02_Photo Object Detection

Code Summary: Tiled YOLO Object Detection on Large Images

Here’s the deal, I’ve been taking photos for nearly 10 years. Amounting for just over 30k photos from various sources (Iphone, Sony, Nikon, Etc). Wouldn’t it be interesting to tag these photos to create a searchable repo for what’s being captured? Maybe, here we go.

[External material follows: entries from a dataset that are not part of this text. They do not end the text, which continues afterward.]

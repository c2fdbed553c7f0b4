//! Helpers for `from_env` configuration constructors.

use std::fmt::Display;
use std::str::FromStr;

use crate::error::CoreError;

/// Read `key`, falling back to `default` when unset.
pub fn string_or(key: &str, default: &str) -> String {
    std::env::var(key).unwrap_or_else(|_| default.to_string())
}

/// Read and parse `key`, falling back to `default` when unset.
///
/// A set but unparsable value is a validation error naming the variable.
pub fn parse_or<T>(key: &str, default: T) -> Result<T, CoreError>
where
    T: FromStr,
    T::Err: Display,
{
    match std::env::var(key) {
        Ok(raw) => parse_value(key, &raw),
        Err(_) => Ok(default),
    }
}

/// Read and parse `key` if it is set.
pub fn parse_opt<T>(key: &str) -> Result<Option<T>, CoreError>
where
    T: FromStr,
    T::Err: Display,
{
    match std::env::var(key) {
        Ok(raw) => parse_value(key, &raw).map(Some),
        Err(_) => Ok(None),
    }
}

/// Parse one raw value, attributing failures to `key`.
pub fn parse_value<T>(key: &str, raw: &str) -> Result<T, CoreError>
where
    T: FromStr,
    T::Err: Display,
{
    raw.trim()
        .parse()
        .map_err(|e| CoreError::Validation(format!("{key} is invalid ({raw:?}): {e}")))
}

/// Comma-separated list with blanks removed.
pub fn split_list(raw: &str) -> Vec<String> {
    raw.split(',')
        .map(|s| s.trim().to_string())
        .filter(|s| !s.is_empty())
        .collect()
}
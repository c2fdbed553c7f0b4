/// Job identifiers are assigned by the store as monotonically increasing integers.
pub type DbId = i64;

/// Identifier of a queued job.
pub type JobId = DbId;

/// All timestamps are UTC.
pub type Timestamp = chrono::DateTime<chrono::Utc>;
//! The long-lived event stream for remote observers.

use std::convert::Infallible;

use axum::body::Body;
use axum::extract::State;
use axum::http::header::{CACHE_CONTROL, CONNECTION, CONTENT_TYPE};
use axum::response::{IntoResponse, Response};

use genqueue_events::sse::next_frame;

use crate::state::AppState;

/// GET /api/v1/events/stream
///
/// Opens one fan-out connection and writes `event:`/`data:` frames until
/// the client disconnects or the fan-out closes the connection. Idle
/// windows produce a `ping` frame. Dropping the body drops the connection,
/// which removes it from the fan-out.
pub async fn stream_events(State(state): State<AppState>) -> Response {
    let connection = state.fanout.new_connection();
    let keepalive = state.config.stream_keepalive();
    tracing::debug!(connection_id = %connection.id(), "Event stream opened");

    let frames = futures::stream::unfold(connection, move |mut connection| async move {
        match next_frame(&mut connection, keepalive).await {
            Some(frame) => Some((Ok::<_, Infallible>(frame.to_wire()), connection)),
            None => {
                tracing::debug!(connection_id = %connection.id(), "Event stream ended");
                None
            }
        }
    });

    (
        [
            (CONTENT_TYPE, "text/event-stream"),
            (CACHE_CONTROL, "no-cache"),
            (CONNECTION, "keep-alive"),
        ],
        Body::from_stream(frames),
    )
        .into_response()
}
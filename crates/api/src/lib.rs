//! HTTP surface of the generation job queue.
//!
//! [`build_app`] assembles the router and middleware stack shared by the
//! binary and the integration tests.

pub mod config;
pub mod error;
pub mod handlers;
pub mod response;
pub mod routes;
pub mod state;

use std::time::Duration;

use axum::http::header::{AUTHORIZATION, CONTENT_TYPE};
use axum::http::{HeaderName, HeaderValue, Method, StatusCode};
use axum::Router;
use tower_http::catch_panic::CatchPanicLayer;
use tower_http::cors::CorsLayer;
use tower_http::request_id::{MakeRequestUuid, PropagateRequestIdLayer, SetRequestIdLayer};
use tower_http::timeout::TimeoutLayer;
use tower_http::trace::{DefaultMakeSpan, DefaultOnResponse, TraceLayer};
use tracing::Level;

use genqueue_core::error::CoreError;

use config::ServerConfig;
use state::AppState;

/// Build the full application router.
///
/// Only short requests sit behind the request timeout; the wait and event
/// stream routes are merged in outside it.
pub fn build_app(state: AppState) -> Result<Router, CoreError> {
    let cors = build_cors_layer(&state.config)?;
    let request_id_header = HeaderName::from_static("x-request-id");

    let timed = Router::new()
        // Health check at root level (not under /api/v1).
        .merge(routes::health::router())
        .nest("/api/v1", routes::api_routes())
        .layer(TimeoutLayer::with_status_code(
            StatusCode::REQUEST_TIMEOUT,
            state.config.request_timeout(),
        ));

    let app = timed
        .merge(Router::new().nest("/api/v1", routes::long_lived_routes()))
        // -- Middleware stack (applied bottom-up) --
        // Panic recovery: catch panics and return 500.
        .layer(CatchPanicLayer::new())
        // Propagate request ID to response.
        .layer(PropagateRequestIdLayer::new(request_id_header.clone()))
        // Structured request/response tracing.
        .layer(
            TraceLayer::new_for_http()
                .make_span_with(DefaultMakeSpan::new().level(Level::INFO))
                .on_response(DefaultOnResponse::new().level(Level::INFO)),
        )
        // Set request ID on incoming requests.
        .layer(SetRequestIdLayer::new(request_id_header, MakeRequestUuid))
        .layer(cors)
        .with_state(state);

    Ok(app)
}

/// Build the CORS layer from server configuration.
///
/// An unparsable origin is a configuration error.
pub fn build_cors_layer(config: &ServerConfig) -> Result<CorsLayer, CoreError> {
    let origins = config
        .cors_origins
        .iter()
        .map(|o| {
            o.parse::<HeaderValue>()
                .map_err(|e| CoreError::Validation(format!("Invalid CORS origin '{o}': {e}")))
        })
        .collect::<Result<Vec<_>, _>>()?;

    Ok(CorsLayer::new()
        .allow_origin(origins)
        .allow_methods([Method::GET, Method::POST])
        .allow_headers([CONTENT_TYPE, AUTHORIZATION])
        .allow_credentials(true)
        .max_age(Duration::from_secs(3600)))
}

#[cfg(test)]
mod tests {
    use super::*;
    use assert_matches::assert_matches;

    #[test]
    fn bad_origin_is_a_validation_error() {
        let config = ServerConfig {
            cors_origins: vec!["http://ok.example".into(), "bad\norigin".into()],
            ..ServerConfig::default()
        };
        assert_matches!(
            build_cors_layer(&config),
            Err(CoreError::Validation(msg)) if msg.contains("bad")
        );
    }
}
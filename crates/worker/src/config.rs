use std::collections::HashMap;
use std::path::PathBuf;
use std::time::Duration;

use genqueue_core::env;
use genqueue_core::error::CoreError;
use genqueue_core::job::JobKind;

/// One single-worker processing line and the job kinds it serves.
#[derive(Debug, Clone, PartialEq, Eq)]
pub struct LaneConfig {
    pub name: String,
    pub kinds: Vec<JobKind>,
}

impl LaneConfig {
    pub fn new(name: impl Into<String>, kinds: impl IntoIterator<Item = JobKind>) -> Self {
        Self {
            name: name.into(),
            kinds: kinds.into_iter().collect(),
        }
    }
}

/// Check that every kind is served by exactly one lane and that workflow
/// jobs have a lane to themselves.
///
/// Workflows wait on child generation jobs, so sharing a lane with them
/// would deadlock.
pub fn validate_lanes(lanes: &[LaneConfig]) -> Result<(), CoreError> {
    let mut owners: HashMap<JobKind, &str> = HashMap::new();
    for lane in lanes {
        if lane.kinds.is_empty() {
            return Err(CoreError::Validation(format!(
                "Lane '{}' serves no job kinds",
                lane.name
            )));
        }
        for kind in &lane.kinds {
            if let Some(other) = owners.insert(*kind, &lane.name) {
                return Err(CoreError::Validation(format!(
                    "Job kind {kind} is served by both '{other}' and '{}'",
                    lane.name
                )));
            }
        }
        if lane.kinds.contains(&JobKind::Workflow) && lane.kinds.len() > 1 {
            return Err(CoreError::Validation(format!(
                "Lane '{}' mixes workflow jobs with generation jobs",
                lane.name
            )));
        }
    }
    for kind in JobKind::ALL {
        if !owners.contains_key(&kind) {
            return Err(CoreError::Validation(format!(
                "No lane serves job kind {kind}"
            )));
        }
    }
    Ok(())
}

/// Job queue configuration.
#[derive(Debug, Clone)]
pub struct QueueConfig {
    /// How long an idle lane waits on its queue before rechecking for shutdown.
    pub poll_interval: Duration,
    /// How long shutdown waits for each lane task to exit.
    pub lane_shutdown_timeout: Duration,
    pub text_max_attempts: u32,
    pub image_max_attempts: u32,
    /// Run image jobs on their own lane instead of sharing the text lane.
    pub separate_image_lane: bool,
}

impl Default for QueueConfig {
    fn default() -> Self {
        Self {
            poll_interval: Duration::from_millis(1000),
            lane_shutdown_timeout: Duration::from_secs(5),
            text_max_attempts: JobKind::TextGeneration.default_max_attempts(),
            image_max_attempts: JobKind::ImageGeneration.default_max_attempts(),
            separate_image_lane: false,
        }
    }
}

impl QueueConfig {
    /// Load configuration from environment variables with defaults.
    ///
    /// | Env Var                      | Default |
    /// |------------------------------|---------|
    /// | `QUEUE_POLL_INTERVAL_MS`     | `1000`  |
    /// | `LANE_SHUTDOWN_TIMEOUT_SECS` | `5`     |
    /// | `TEXT_MAX_ATTEMPTS`          | `3`     |
    /// | `IMAGE_MAX_ATTEMPTS`         | `1`     |
    /// | `SEPARATE_IMAGE_LANE`        | `false` |
    pub fn from_env() -> Result<Self, CoreError> {
        let defaults = Self::default();
        let poll_ms: u64 = env::parse_or("QUEUE_POLL_INTERVAL_MS", 1000)?;
        let shutdown_secs: u64 = env::parse_or("LANE_SHUTDOWN_TIMEOUT_SECS", 5)?;
        let text_max_attempts = env::parse_or("TEXT_MAX_ATTEMPTS", defaults.text_max_attempts)?;
        let image_max_attempts = env::parse_or("IMAGE_MAX_ATTEMPTS", defaults.image_max_attempts)?;
        let separate_image_lane = env::parse_or("SEPARATE_IMAGE_LANE", false)?;

        if poll_ms == 0 {
            return Err(CoreError::Validation(
                "QUEUE_POLL_INTERVAL_MS must be positive".into(),
            ));
        }
        if text_max_attempts == 0 || image_max_attempts == 0 {
            return Err(CoreError::Validation(
                "TEXT_MAX_ATTEMPTS and IMAGE_MAX_ATTEMPTS must be at least 1".into(),
            ));
        }

        Ok(Self {
            poll_interval: Duration::from_millis(poll_ms),
            lane_shutdown_timeout: Duration::from_secs(shutdown_secs),
            text_max_attempts,
            image_max_attempts,
            separate_image_lane,
        })
    }

    /// Attempt budget for jobs submitted without one.
    pub fn max_attempts_for(&self, kind: JobKind) -> u32 {
        match kind {
            JobKind::TextGeneration => self.text_max_attempts,
            JobKind::ImageGeneration => self.image_max_attempts,
            JobKind::Workflow => kind.default_max_attempts(),
        }
    }

    /// Lane topology.
    ///
    /// Text and image jobs share the `generation` lane unless
    /// `separate_image_lane` is set; workflows always get their own lane.
    pub fn lanes(&self) -> Vec<LaneConfig> {
        let mut lanes = if self.separate_image_lane {
            vec![
                LaneConfig::new("text", [JobKind::TextGeneration]),
                LaneConfig::new("image", [JobKind::ImageGeneration]),
            ]
        } else {
            vec![LaneConfig::new(
                "generation",
                [JobKind::TextGeneration, JobKind::ImageGeneration],
            )]
        };
        lanes.push(LaneConfig::new("workflow", [JobKind::Workflow]));
        lanes
    }
}

/// Image pipeline configuration.
#[derive(Debug, Clone)]
pub struct ImagePipelineConfig {
    /// Delay between status polls of a submitted workflow.
    pub poll_interval: Duration,
    /// Give up on a submitted workflow after this long.
    pub timeout: Duration,
    /// Root directory for downloaded artifacts.
    pub artifact_dir: PathBuf,
    /// Extra workflow templates loaded at startup.
    pub workflow_dir: Option<PathBuf>,
}

impl Default for ImagePipelineConfig {
    fn default() -> Self {
        Self {
            poll_interval: Duration::from_millis(1000),
            timeout: Duration::from_secs(300),
            artifact_dir: PathBuf::from("./artifacts"),
            workflow_dir: None,
        }
    }
}

impl ImagePipelineConfig {
    /// Load configuration from environment variables with defaults.
    ///
    /// | Env Var                  | Default       |
    /// |--------------------------|---------------|
    /// | `IMAGE_POLL_INTERVAL_MS` | `1000`        |
    /// | `IMAGE_TIMEOUT_SECS`     | `300`         |
    /// | `ARTIFACT_DIR`           | `./artifacts` |
    /// | `WORKFLOW_DIR`           | unset         |
    pub fn from_env() -> Result<Self, CoreError> {
        let poll_ms: u64 = env::parse_or("IMAGE_POLL_INTERVAL_MS", 1000)?;
        let timeout_secs: u64 = env::parse_or("IMAGE_TIMEOUT_SECS", 300)?;
        let artifact_dir = PathBuf::from(env::string_or("ARTIFACT_DIR", "./artifacts"));
        let workflow_dir = std::env::var("WORKFLOW_DIR")
            .ok()
            .filter(|dir| !dir.trim().is_empty())
            .map(PathBuf::from);

        Ok(Self {
            poll_interval: Duration::from_millis(poll_ms.max(1)),
            timeout: Duration::from_secs(timeout_secs),
            artifact_dir,
            workflow_dir,
        })
    }
}
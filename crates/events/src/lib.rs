//! In-process event system for job lifecycle and generation progress.
//!
//! - [`EventBus`]: synchronous publish/subscribe keyed by dot-namespaced
//!   event names, filtered through a [`SchemaRegistry`].
//! - [`JobEvent`]: the typed events the queue and pipelines emit.
//! - [`StreamFanOut`]: replicates externally visible events into one
//!   bounded queue per connected observer.
//! - [`sse`]: wire framing and idle keep-alives for remote observers.

pub mod bus;
pub mod event;
pub mod fanout;
pub mod schema;
pub mod sse;

pub use bus::{BusEvent, EventBus};
pub use event::JobEvent;
pub use fanout::{StreamConnection, StreamEvent, StreamFanOut};
pub use schema::{EventSchema, FieldSpec, FieldType, SchemaRegistry};
//! Step-progress relay over the ComfyUI WebSocket.
//!
//! [`watch`] opens `/ws?clientId=<id>` with the same client id used to
//! submit the prompt, then forwards `progress` frames for that prompt into
//! a channel until the prompt finishes, the socket closes, or the receiver
//! is dropped. Progress is advisory: frames are dropped rather than queued
//! without bound, and the caller keeps polling for the real status.

use std::time::Duration;

use futures::StreamExt;
use tokio::sync::mpsc;
use tokio_tungstenite::connect_async;
use tokio_tungstenite::tungstenite::Message;

use genqueue_core::backend::ImageProgress;

use crate::messages::{parse_message, ComfyUIMessage};

/// Buffered progress updates per watched prompt.
const PROGRESS_CHANNEL_CAPACITY: usize = 64;

#[derive(Debug, thiserror::Error)]
pub enum ProgressError {
    #[error("Connection error: {0}")]
    Connection(String),

    #[error("Connection timed out after {0:?}")]
    Timeout(Duration),
}

/// Start relaying progress for `prompt_id`.
///
/// The WebSocket handshake is bounded by `connect_timeout`.
pub async fn watch(
    ws_url: &str,
    client_id: &str,
    prompt_id: &str,
    connect_timeout: Duration,
) -> Result<mpsc::Receiver<ImageProgress>, ProgressError> {
    let url = format!("{ws_url}/ws?clientId={client_id}");
    let (mut ws_stream, _response) = tokio::time::timeout(connect_timeout, connect_async(&url))
        .await
        .map_err(|_| ProgressError::Timeout(connect_timeout))?
        .map_err(|e| {
            ProgressError::Connection(format!("Failed to connect to ComfyUI at {ws_url}: {e}"))
        })?;

    tracing::debug!(client_id, prompt_id, "Progress relay connected");

    let (tx, rx) = mpsc::channel(PROGRESS_CHANNEL_CAPACITY);
    let prompt_id = prompt_id.to_string();

    tokio::spawn(async move {
        loop {
            let frame = tokio::select! {
                _ = tx.closed() => break,
                frame = ws_stream.next() => frame,
            };

            match frame {
                Some(Ok(Message::Text(text))) => match parse_message(&text) {
                    Ok(message) => {
                        if relay(&tx, &prompt_id, &message) {
                            break;
                        }
                    }
                    Err(e) => {
                        tracing::debug!(prompt_id = %prompt_id, error = %e, "Unparseable ComfyUI frame");
                    }
                },
                // Binary frames carry preview images.
                Some(Ok(Message::Binary(_))) => {}
                Some(Ok(Message::Close(frame))) => {
                    tracing::debug!(prompt_id = %prompt_id, ?frame, "ComfyUI WebSocket closed");
                    break;
                }
                Some(Ok(_)) => {}
                Some(Err(e)) => {
                    tracing::warn!(prompt_id = %prompt_id, error = %e, "ComfyUI WebSocket receive error");
                    break;
                }
                None => break,
            }
        }
        let _ = ws_stream.close(None).await;
        tracing::debug!(prompt_id = %prompt_id, "Progress relay finished");
    });

    Ok(rx)
}

/// Forward `message` if it is progress for `prompt_id`. Returns `true`
/// once the prompt has finished.
fn relay(tx: &mpsc::Sender<ImageProgress>, prompt_id: &str, message: &ComfyUIMessage) -> bool {
    if let ComfyUIMessage::Progress(data) = message {
        let ours = data.prompt_id.as_deref().map_or(true, |id| id == prompt_id);
        if ours {
            let _ = tx.try_send(ImageProgress {
                value: data.value,
                max: data.max,
            });
        }
        return false;
    }
    message.finishes(prompt_id)
}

This script performs object detection on a high-resolution image by splitting it into tiles, running YOLO inference on each tile, and merging the results back into a single set of detections.

Overview

Uses Ultralytics YOLO models (yolo11n and yolo11x) for object detection. (Your mileage my vary, but when the largest yolo model is only 100 mbs, why not use it. We arent pushing to prod.)
Handles large images by tiling them into fixed-size patches. (This is important due to YOLO resizing the images to 640x640, That majority of my photos were taken with full frame camera, thus much larger.)
Reassembles detections into original image coordinates.
Removes duplicate detections using Non-Maximum Suppression (NMS).
Visualizes the final detections on the original image.

Key Steps

1. Model Initialization

Loads two YOLO models:
- yolo11n.pt (lightweight)
- yolo11x.pt (high-accuracy, used for inference)
Uses the Ultralytics YOLO API for prediction.

2. Image Preparation

Loads a JPEG image from disk. (There are other file formats, preprocessing for that is beyond the scope of what im trying to show here. Maybe for the next post.)
Converts it to RGB and rotates it 90 degrees for correct orientation. (When opened, PIL auto assigns an orientation, this impacts the quality of the object detection. IE., boats are typically sitting on the water.)

3. Image Tiling

Splits the large image into fixed-size tiles (default: 640×640 pixels).
Supports configurable overlap between tiles (set to 0 here). (When tiling, you are left with alot of edge images, slicing objects and adding little value. When you photograph something, it tends to be in the middle, duh.)
Stores each tile along with its (x, y) offset in the original image.

4. Tile-Based Inference

Runs YOLO predictions independently on each tile.
Extracts bounding boxes, confidence scores, and class IDs.
Translates tile-relative bounding box coordinates back to original image coordinates.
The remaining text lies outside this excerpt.